● **Excerpted records**
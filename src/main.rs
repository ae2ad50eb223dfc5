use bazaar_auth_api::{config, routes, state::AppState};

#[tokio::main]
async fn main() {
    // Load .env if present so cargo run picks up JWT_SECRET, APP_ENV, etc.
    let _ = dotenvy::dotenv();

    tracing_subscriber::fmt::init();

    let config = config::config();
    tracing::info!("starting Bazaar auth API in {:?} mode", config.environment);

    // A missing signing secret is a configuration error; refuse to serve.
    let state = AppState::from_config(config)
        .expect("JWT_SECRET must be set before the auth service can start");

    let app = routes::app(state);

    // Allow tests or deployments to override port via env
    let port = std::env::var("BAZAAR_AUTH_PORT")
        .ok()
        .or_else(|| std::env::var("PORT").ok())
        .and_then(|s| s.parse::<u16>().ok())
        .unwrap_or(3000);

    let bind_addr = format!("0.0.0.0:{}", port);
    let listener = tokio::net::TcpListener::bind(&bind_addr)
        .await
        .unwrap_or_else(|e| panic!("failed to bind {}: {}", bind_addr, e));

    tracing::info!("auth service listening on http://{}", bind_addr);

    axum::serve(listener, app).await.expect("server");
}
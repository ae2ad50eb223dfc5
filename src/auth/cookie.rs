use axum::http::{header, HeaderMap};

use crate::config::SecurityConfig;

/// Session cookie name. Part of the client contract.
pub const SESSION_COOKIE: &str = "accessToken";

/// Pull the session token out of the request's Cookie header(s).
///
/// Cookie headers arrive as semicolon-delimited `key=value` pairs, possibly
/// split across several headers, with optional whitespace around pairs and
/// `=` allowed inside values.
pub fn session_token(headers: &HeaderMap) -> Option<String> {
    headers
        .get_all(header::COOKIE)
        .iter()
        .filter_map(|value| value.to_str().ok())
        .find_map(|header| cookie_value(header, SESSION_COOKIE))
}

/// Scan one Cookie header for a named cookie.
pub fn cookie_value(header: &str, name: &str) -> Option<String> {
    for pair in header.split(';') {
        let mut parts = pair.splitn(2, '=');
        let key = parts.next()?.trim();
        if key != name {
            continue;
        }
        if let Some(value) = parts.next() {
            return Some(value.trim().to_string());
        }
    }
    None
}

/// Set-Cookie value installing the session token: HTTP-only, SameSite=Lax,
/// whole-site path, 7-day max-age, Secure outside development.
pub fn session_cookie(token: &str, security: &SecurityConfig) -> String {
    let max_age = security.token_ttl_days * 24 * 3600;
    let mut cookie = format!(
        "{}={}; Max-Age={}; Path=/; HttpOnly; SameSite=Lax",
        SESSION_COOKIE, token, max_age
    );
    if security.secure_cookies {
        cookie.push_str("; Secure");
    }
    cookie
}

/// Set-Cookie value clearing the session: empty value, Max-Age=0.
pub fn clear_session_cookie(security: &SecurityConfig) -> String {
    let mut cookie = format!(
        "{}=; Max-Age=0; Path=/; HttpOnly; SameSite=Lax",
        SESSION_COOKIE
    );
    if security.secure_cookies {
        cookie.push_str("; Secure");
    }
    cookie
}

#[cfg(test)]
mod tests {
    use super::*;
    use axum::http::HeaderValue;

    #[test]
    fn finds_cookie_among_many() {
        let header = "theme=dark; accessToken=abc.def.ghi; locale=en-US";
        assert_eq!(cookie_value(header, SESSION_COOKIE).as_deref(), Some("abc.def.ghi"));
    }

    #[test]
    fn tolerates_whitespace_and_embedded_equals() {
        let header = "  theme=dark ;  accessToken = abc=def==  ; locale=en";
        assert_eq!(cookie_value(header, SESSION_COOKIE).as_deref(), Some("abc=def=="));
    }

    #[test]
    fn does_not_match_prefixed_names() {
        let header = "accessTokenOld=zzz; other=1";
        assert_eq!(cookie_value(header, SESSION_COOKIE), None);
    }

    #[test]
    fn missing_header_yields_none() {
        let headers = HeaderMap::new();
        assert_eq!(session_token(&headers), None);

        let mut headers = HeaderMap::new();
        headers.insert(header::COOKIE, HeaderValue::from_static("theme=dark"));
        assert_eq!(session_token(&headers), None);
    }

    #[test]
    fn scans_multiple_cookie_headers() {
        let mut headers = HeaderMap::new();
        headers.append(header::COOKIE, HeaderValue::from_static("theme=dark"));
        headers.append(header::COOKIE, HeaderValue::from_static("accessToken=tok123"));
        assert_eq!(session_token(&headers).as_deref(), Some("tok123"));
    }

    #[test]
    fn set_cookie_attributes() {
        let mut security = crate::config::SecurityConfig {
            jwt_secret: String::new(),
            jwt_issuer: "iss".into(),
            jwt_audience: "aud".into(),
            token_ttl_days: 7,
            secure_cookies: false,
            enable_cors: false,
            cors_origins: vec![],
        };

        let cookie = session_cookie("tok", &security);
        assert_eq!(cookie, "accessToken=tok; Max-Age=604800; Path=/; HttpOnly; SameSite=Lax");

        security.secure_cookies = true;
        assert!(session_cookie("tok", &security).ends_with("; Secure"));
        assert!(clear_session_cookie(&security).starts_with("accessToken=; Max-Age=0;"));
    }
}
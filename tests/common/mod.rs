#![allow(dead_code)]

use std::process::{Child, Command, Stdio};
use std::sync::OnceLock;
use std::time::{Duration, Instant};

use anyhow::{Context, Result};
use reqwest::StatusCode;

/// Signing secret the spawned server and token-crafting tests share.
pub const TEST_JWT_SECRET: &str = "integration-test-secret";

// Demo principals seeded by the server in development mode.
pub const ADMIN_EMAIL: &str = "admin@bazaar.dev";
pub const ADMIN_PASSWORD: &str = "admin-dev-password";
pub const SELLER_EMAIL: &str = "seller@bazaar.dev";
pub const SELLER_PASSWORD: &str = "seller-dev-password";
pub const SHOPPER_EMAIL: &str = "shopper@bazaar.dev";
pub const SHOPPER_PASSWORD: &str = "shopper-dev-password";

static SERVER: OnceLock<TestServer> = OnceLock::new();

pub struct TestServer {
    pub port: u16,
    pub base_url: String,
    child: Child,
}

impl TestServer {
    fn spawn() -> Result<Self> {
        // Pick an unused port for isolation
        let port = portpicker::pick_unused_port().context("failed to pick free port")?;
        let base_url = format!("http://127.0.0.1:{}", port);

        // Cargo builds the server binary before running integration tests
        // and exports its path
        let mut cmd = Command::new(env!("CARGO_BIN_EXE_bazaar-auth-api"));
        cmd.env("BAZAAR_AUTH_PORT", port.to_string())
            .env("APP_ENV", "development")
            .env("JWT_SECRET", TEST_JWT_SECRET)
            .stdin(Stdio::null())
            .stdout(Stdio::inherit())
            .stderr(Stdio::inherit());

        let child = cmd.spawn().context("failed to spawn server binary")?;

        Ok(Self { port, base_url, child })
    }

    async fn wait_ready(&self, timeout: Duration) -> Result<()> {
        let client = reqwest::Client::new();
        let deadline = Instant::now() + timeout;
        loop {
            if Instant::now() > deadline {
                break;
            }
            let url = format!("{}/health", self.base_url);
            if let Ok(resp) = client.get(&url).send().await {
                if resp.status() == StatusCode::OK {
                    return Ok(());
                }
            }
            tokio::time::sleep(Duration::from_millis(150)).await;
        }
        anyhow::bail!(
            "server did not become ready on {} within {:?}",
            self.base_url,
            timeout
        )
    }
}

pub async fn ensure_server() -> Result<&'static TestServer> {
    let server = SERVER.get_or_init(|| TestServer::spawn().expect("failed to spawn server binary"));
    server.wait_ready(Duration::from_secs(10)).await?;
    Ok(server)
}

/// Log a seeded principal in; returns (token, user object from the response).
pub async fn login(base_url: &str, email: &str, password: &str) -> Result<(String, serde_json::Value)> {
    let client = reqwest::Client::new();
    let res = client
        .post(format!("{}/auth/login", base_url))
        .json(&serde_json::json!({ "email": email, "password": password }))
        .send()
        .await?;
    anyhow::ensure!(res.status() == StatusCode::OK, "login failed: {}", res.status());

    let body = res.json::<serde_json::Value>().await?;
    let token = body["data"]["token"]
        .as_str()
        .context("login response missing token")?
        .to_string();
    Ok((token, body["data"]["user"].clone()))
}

● **Assigned task**
Find "crate" in the preceding records. Copy each line that holds it.

● **Answer for this exercise**
use crate::config::SecurityConfig;
        let mut security = crate::config::SecurityConfig {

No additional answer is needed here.